Task objective: From top to bottom, return the records that follow exactly.

Records for this exercise:
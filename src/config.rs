//! Typed settings for the gateway subsystems.
//!
//! Configuration *loading* is an external concern; these structs only define
//! the shape and defaults, and deserialize from whatever the host hands us.

use serde::{Deserialize, Serialize};

/// Circuit breaker tuning, one set shared by all breakers in a registry.
#[derive(Debug, Clone, Serialize, Deserialize)]
pub struct CircuitBreakerSettings {
    #[serde(default = "default_failure_threshold", rename = "failureThreshold")]
    pub failure_threshold: u32,
    #[serde(
        default = "default_recovery_timeout_secs",
        rename = "recoveryTimeoutSecs"
    )]
    pub recovery_timeout_secs: u64,
    #[serde(default = "default_half_open_max_calls", rename = "halfOpenMaxCalls")]
    pub half_open_max_calls: u32,
}

fn default_failure_threshold() -> u32 {
    5
}

fn default_recovery_timeout_secs() -> u64 {
    30
}

fn default_half_open_max_calls() -> u32 {
    3
}

impl Default for CircuitBreakerSettings {
    fn default() -> Self {
        Self {
            failure_threshold: default_failure_threshold(),
            recovery_timeout_secs: default_recovery_timeout_secs(),
            half_open_max_calls: default_half_open_max_calls(),
        }
    }
}

/// Trusted IdP connection used for RFC 8693 token exchange.
#[derive(Debug, Clone, Serialize, Deserialize)]
pub struct IdpSettings {
    #[serde(default, rename = "tokenUrl")]
    pub token_url: String,
    #[serde(default, rename = "clientId")]
    pub client_id: String,
    #[serde(default, rename = "clientSecret")]
    pub client_secret: String,
    #[serde(default = "default_token_timeout_secs", rename = "timeoutSecs")]
    pub timeout_secs: u64,
}

fn default_token_timeout_secs() -> u64 {
    10
}

impl Default for IdpSettings {
    fn default() -> Self {
        Self {
            token_url: String::new(),
            client_id: String::new(),
            client_secret: String::new(),
            timeout_secs: default_token_timeout_secs(),
        }
    }
}

/// OIDC discovery cache tuning.
#[derive(Debug, Clone, Serialize, Deserialize)]
pub struct OidcSettings {
    #[serde(default = "default_oidc_ttl_secs", rename = "cacheTtlSecs")]
    pub cache_ttl_secs: u64,
    #[serde(default = "default_token_timeout_secs", rename = "httpTimeoutSecs")]
    pub http_timeout_secs: u64,
}

fn default_oidc_ttl_secs() -> u64 {
    3600
}

impl Default for OidcSettings {
    fn default() -> Self {
        Self {
            cache_ttl_secs: default_oidc_ttl_secs(),
            http_timeout_secs: default_token_timeout_secs(),
        }
    }
}

/// Token cache tuning shared by the exchanger and client-credentials services.
#[derive(Debug, Clone, Serialize, Deserialize)]
pub struct TokenCacheSettings {
    /// A token is treated as expired once `now + buffer >= expires_at`.
    #[serde(default = "default_expiry_buffer_secs", rename = "expiryBufferSecs")]
    pub expiry_buffer_secs: u64,
    /// Cache TTL never drops below this even for short-lived tokens.
    #[serde(default = "default_ttl_floor_secs", rename = "ttlFloorSecs")]
    pub ttl_floor_secs: u64,
    #[serde(default = "default_cache_capacity", rename = "capacity")]
    pub capacity: usize,
}

fn default_expiry_buffer_secs() -> u64 {
    60
}

fn default_ttl_floor_secs() -> u64 {
    30
}

fn default_cache_capacity() -> usize {
    1024
}

impl Default for TokenCacheSettings {
    fn default() -> Self {
        Self {
            expiry_buffer_secs: default_expiry_buffer_secs(),
            ttl_floor_secs: default_ttl_floor_secs(),
            capacity: default_cache_capacity(),
        }
    }
}

/// Tool executor tuning.
#[derive(Debug, Clone, Serialize, Deserialize)]
pub struct ExecutorSettings {
    #[serde(default = "default_exec_timeout_secs", rename = "defaultTimeoutSecs")]
    pub default_timeout_secs: u64,
    /// Global toggle for argument validation; per-call override wins.
    #[serde(default = "default_true", rename = "validateArguments")]
    pub validate_arguments: bool,
    #[serde(default = "default_max_redirects", rename = "maxRedirects")]
    pub max_redirects: usize,
    #[serde(default = "default_max_poll_attempts", rename = "maxPollAttempts")]
    pub max_poll_attempts: u32,
}

fn default_exec_timeout_secs() -> u64 {
    30
}

fn default_true() -> bool {
    true
}

fn default_max_redirects() -> usize {
    5
}

fn default_max_poll_attempts() -> u32 {
    60
}

impl Default for ExecutorSettings {
    fn default() -> Self {
        Self {
            default_timeout_secs: default_exec_timeout_secs(),
            validate_arguments: true,
            max_redirects: default_max_redirects(),
            max_poll_attempts: default_max_poll_attempts(),
        }
    }
}

/// Built-in tool runtime tuning.
#[derive(Debug, Clone, Serialize, Deserialize)]
pub struct BuiltinSettings {
    /// Root of per-user workspaces; defaults to `~/.toolgate/workspaces`.
    #[serde(default, rename = "workspaceRoot")]
    pub workspace_root: Option<std::path::PathBuf>,
    #[serde(default = "default_fetch_max_bytes", rename = "fetchMaxBytes")]
    pub fetch_max_bytes: usize,
    #[serde(default = "default_fetch_timeout_secs", rename = "fetchTimeoutSecs")]
    pub fetch_timeout_secs: u64,
    #[serde(default = "default_file_max_bytes", rename = "fileMaxBytes")]
    pub file_max_bytes: usize,
    /// Redis URL for the memory tool's primary store; file fallback when unset
    /// or unreachable.
    #[serde(default, rename = "memoryRedisUrl")]
    pub memory_redis_url: Option<String>,
    #[serde(default = "default_sandbox_timeout_secs", rename = "sandboxTimeoutSecs")]
    pub sandbox_timeout_secs: u64,
    #[serde(default = "default_workspace_ttl_hours", rename = "workspaceTtlHours")]
    pub workspace_ttl_hours: u64,
}

fn default_fetch_max_bytes() -> usize {
    5 * 1024 * 1024
}

fn default_fetch_timeout_secs() -> u64 {
    20
}

fn default_file_max_bytes() -> usize {
    5 * 1024 * 1024
}

fn default_sandbox_timeout_secs() -> u64 {
    10
}

fn default_workspace_ttl_hours() -> u64 {
    24
}

impl Default for BuiltinSettings {
    fn default() -> Self {
        Self {
            workspace_root: None,
            fetch_max_bytes: default_fetch_max_bytes(),
            fetch_timeout_secs: default_fetch_timeout_secs(),
            file_max_bytes: default_file_max_bytes(),
            memory_redis_url: None,
            sandbox_timeout_secs: default_sandbox_timeout_secs(),
            workspace_ttl_hours: default_workspace_ttl_hours(),
        }
    }
}

/// Top-level settings bundle handed to the gateway at construction.
#[derive(Debug, Clone, Default, Serialize, Deserialize)]
pub struct GatewaySettings {
    #[serde(default)]
    pub idp: IdpSettings,
    #[serde(default)]
    pub oidc: OidcSettings,
    #[serde(default, rename = "tokenCache")]
    pub token_cache: TokenCacheSettings,
    #[serde(default, rename = "circuitBreaker")]
    pub circuit_breaker: CircuitBreakerSettings,
    #[serde(default)]
    pub executor: ExecutorSettings,
    #[serde(default)]
    pub builtins: BuiltinSettings,
}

Problem solution:
filename src/config.rs
//! Typed settings for the gateway subsystems.
//!
//! Configuration *loading* is an external concern; these structs only define
//! the shape and defaults, and deserialize from whatever the host hands us.

use serde::{Deserialize, Serialize};

/// Circuit breaker tuning, one set shared by all breakers in a registry.
#[derive(Debug, Clone, Serialize, Deserialize)]
pub struct CircuitBreakerSettings {
    #[serde(default = "default_failure_threshold", rename = "failureThreshold")]
    pub failure_threshold: u32,
    #[serde(
        default = "default_recovery_timeout_secs",
        rename = "recoveryTimeoutSecs"
    )]
    pub recovery_timeout_secs: u64,
    #[serde(default = "default_half_open_max_calls", rename = "halfOpenMaxCalls")]
    pub half_open_max_calls: u32,
}

fn default_failure_threshold() -> u32 {
    5
}

fn default_recovery_timeout_secs() -> u64 {
    30
}

fn default_half_open_max_calls() -> u32 {
    3
}

impl Default for CircuitBreakerSettings {
    fn default() -> Self {
        Self {
            failure_threshold: default_failure_threshold(),
            recovery_timeout_secs: default_recovery_timeout_secs(),
            half_open_max_calls: default_half_open_max_calls(),
        }
    }
}

/// Trusted IdP connection used for RFC 8693 token exchange.
#[derive(Debug, Clone, Serialize, Deserialize)]
pub struct IdpSettings {
    #[serde(default, rename = "tokenUrl")]
    pub token_url: String,
    #[serde(default, rename = "clientId")]
    pub client_id: String,
    #[serde(default, rename = "clientSecret")]
    pub client_secret: String,
    #[serde(default = "default_token_timeout_secs", rename = "timeoutSecs")]
    pub timeout_secs: u64,
}

fn default_token_timeout_secs() -> u64 {
    10
}

impl Default for IdpSettings {
    fn default() -> Self {
        Self {
            token_url: String::new(),
            client_id: String::new(),
            client_secret: String::new(),
            timeout_secs: default_token_timeout_secs(),
        }
    }
}

/// OIDC discovery cache tuning.
#[derive(Debug, Clone, Serialize, Deserialize)]
pub struct OidcSettings {
    #[serde(default = "default_oidc_ttl_secs", rename = "cacheTtlSecs")]
    pub cache_ttl_secs: u64,
    #[serde(default = "default_token_timeout_secs", rename = "httpTimeoutSecs")]
    pub http_timeout_secs: u64,
}

fn default_oidc_ttl_secs() -> u64 {
    3600
}

impl Default for OidcSettings {
    fn default() -> Self {
        Self {
            cache_ttl_secs: default_oidc_ttl_secs(),
            http_timeout_secs: default_token_timeout_secs(),
        }
    }
}

/// Token cache tuning shared by the exchanger and client-credentials services.
#[derive(Debug, Clone, Serialize, Deserialize)]
pub struct TokenCacheSettings {
    /// A token is treated as expired once `now + buffer >= expires_at`.
    #[serde(default = "default_expiry_buffer_secs", rename = "expiryBufferSecs")]
    pub expiry_buffer_secs: u64,
    /// Cache TTL never drops below this even for short-lived tokens.
    #[serde(default = "default_ttl_floor_secs", rename = "ttlFloorSecs")]
    pub ttl_floor_secs: u64,
    #[serde(default = "default_cache_capacity", rename = "capacity")]
    pub capacity: usize,
}

fn default_expiry_buffer_secs() -> u64 {
    60
}

fn default_ttl_floor_secs() -> u64 {
    30
}

fn default_cache_capacity() -> usize {
    1024
}

impl Default for TokenCacheSettings {
    fn default() -> Self {
        Self {
            expiry_buffer_secs: default_expiry_buffer_secs(),
            ttl_floor_secs: default_ttl_floor_secs(),
            capacity: default_cache_capacity(),
        }
    }
}

/// Tool executor tuning.
#[derive(Debug, Clone, Serialize, Deserialize)]
pub struct ExecutorSettings {
    #[serde(default = "default_exec_timeout_secs", rename = "defaultTimeoutSecs")]
    pub default_timeout_secs: u64,
    /// Global toggle for argument validation; per-call override wins.
    #[serde(default = "default_true", rename = "validateArguments")]
    pub validate_arguments: bool,
    #[serde(default = "default_max_redirects", rename = "maxRedirects")]
    pub max_redirects: usize,
    #[serde(default = "default_max_poll_attempts", rename = "maxPollAttempts")]
    pub max_poll_attempts: u32,
}

fn default_exec_timeout_secs() -> u64 {
    30
}

fn default_true() -> bool {
    true
}

fn default_max_redirects() -> usize {
    5
}

fn default_max_poll_attempts() -> u32 {
    60
}

impl Default for ExecutorSettings {
    fn default() -> Self {
        Self {
            default_timeout_secs: default_exec_timeout_secs(),
            validate_arguments: true,
            max_redirects: default_max_redirects(),
            max_poll_attempts: default_max_poll_attempts(),
        }
    }
}

/// Built-in tool runtime tuning.
#[derive(Debug, Clone, Serialize, Deserialize)]
pub struct BuiltinSettings {
    /// Root of per-user workspaces; defaults to `~/.toolgate/workspaces`.
    #[serde(default, rename = "workspaceRoot")]
    pub workspace_root: Option<std::path::PathBuf>,
    #[serde(default = "default_fetch_max_bytes", rename = "fetchMaxBytes")]
    pub fetch_max_bytes: usize,
    #[serde(default = "default_fetch_timeout_secs", rename = "fetchTimeoutSecs")]
    pub fetch_timeout_secs: u64,
    #[serde(default = "default_file_max_bytes", rename = "fileMaxBytes")]
    pub file_max_bytes: usize,
    /// Redis URL for the memory tool's primary store; file fallback when unset
    /// or unreachable.
    #[serde(default, rename = "memoryRedisUrl")]
    pub memory_redis_url: Option<String>,
    #[serde(default = "default_sandbox_timeout_secs", rename = "sandboxTimeoutSecs")]
    pub sandbox_timeout_secs: u64,
    #[serde(default = "default_workspace_ttl_hours", rename = "workspaceTtlHours")]
    pub workspace_ttl_hours: u64,
}

fn default_fetch_max_bytes() -> usize {
    5 * 1024 * 1024
}

fn default_fetch_timeout_secs() -> u64 {
    20
}

fn default_file_max_bytes() -> usize {
    5 * 1024 * 1024
}

fn default_sandbox_timeout_secs() -> u64 {
    10
}

fn default_workspace_ttl_hours() -> u64 {
    24
}

impl Default for BuiltinSettings {
    fn default() -> Self {
        Self {
            workspace_root: None,
            fetch_max_bytes: default_fetch_max_bytes(),
            fetch_timeout_secs: default_fetch_timeout_secs(),
            file_max_bytes: default_file_max_bytes(),
            memory_redis_url: None,
            sandbox_timeout_secs: default_sandbox_timeout_secs(),
            workspace_ttl_hours: default_workspace_ttl_hours(),
        }
    }
}

/// Top-level settings bundle handed to the gateway at construction.
#[derive(Debug, Clone, Default, Serialize, Deserialize)]
pub struct GatewaySettings {
    #[serde(default)]
    pub idp: IdpSettings,
    #[serde(default)]
    pub oidc: OidcSettings,
    #[serde(default, rename = "tokenCache")]
    pub token_cache: TokenCacheSettings,
    #[serde(default, rename = "circuitBreaker")]
    pub circuit_breaker: CircuitBreakerSettings,
    #[serde(default)]
    pub executor: ExecutorSettings,
    #[serde(default)]
    pub builtins: BuiltinSettings,
}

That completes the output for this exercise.